I was always interested in being an entrepreneur. My dad is an entrepreneur — he’s a clinical psychologist and built a pretty successful private practice. I remember when he was building the practice and was on staff at hospitals, he used to take my brother and me to the cafeteria for breakfast on the weekends, and we would sit at the tables with the other doctors. My dad was networking and building a referral base, which is how you have to do it. I learned from watching him that you’re always working as an entrepreneur. My dad always told us that it doesn’t matter who you work for and who signs your check; you work for yourself. That resonated with me. As you try to figure out what your career path is going to be, you have to ask yourself: “What do I want to do? What am I good at? How can I be successful?”

Before I joined Bitly last year, it was the first time I’d done a job search, as opposed to things just happening organically. It was the first time I really stopped and tried to figure out what I wanted to do. A C.E.O. coach I had worked with said to me: “You need to understand your priorities. What were the three times in your career when you were the happiest, the most successful and just the most fulfilled, and what were you doing? Find an opportunity that matches those.”

That was liberating because I was coming out of a big company, but I was the happiest and most successful and most fulfilled when I was building a team and selling the vision and the passion and the dream.

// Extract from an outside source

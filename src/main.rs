fn main() -> anyhow::Result<()> {
    heron_tasks::run()
}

The second thing that I realized I loved doing was picking a path. There are so many different things you can do in every business, and every company has a thousand opportunities, and most of them could be right. But the biggest mistake is when you don’t pick any. Every group needs a leader, every team needs a boss, and you need to pick one and go. And I love growing a business and succeeding as a team. Seeing your numbers go up is just incredibly addicting.

Tell me more about “picking a path.”

I’m competitive, and I want to win. To win, you have to do something. You have to be in motion. You have to take action. A lot of people are happy with the status quo. Working in a technology start-up requires you to shake things up and do things, and I love that. I like being in charge. Organizations and teams need leadership, and they need somebody with a compass. I like to manage with a compass and not a map, because you need the team to actually build the map.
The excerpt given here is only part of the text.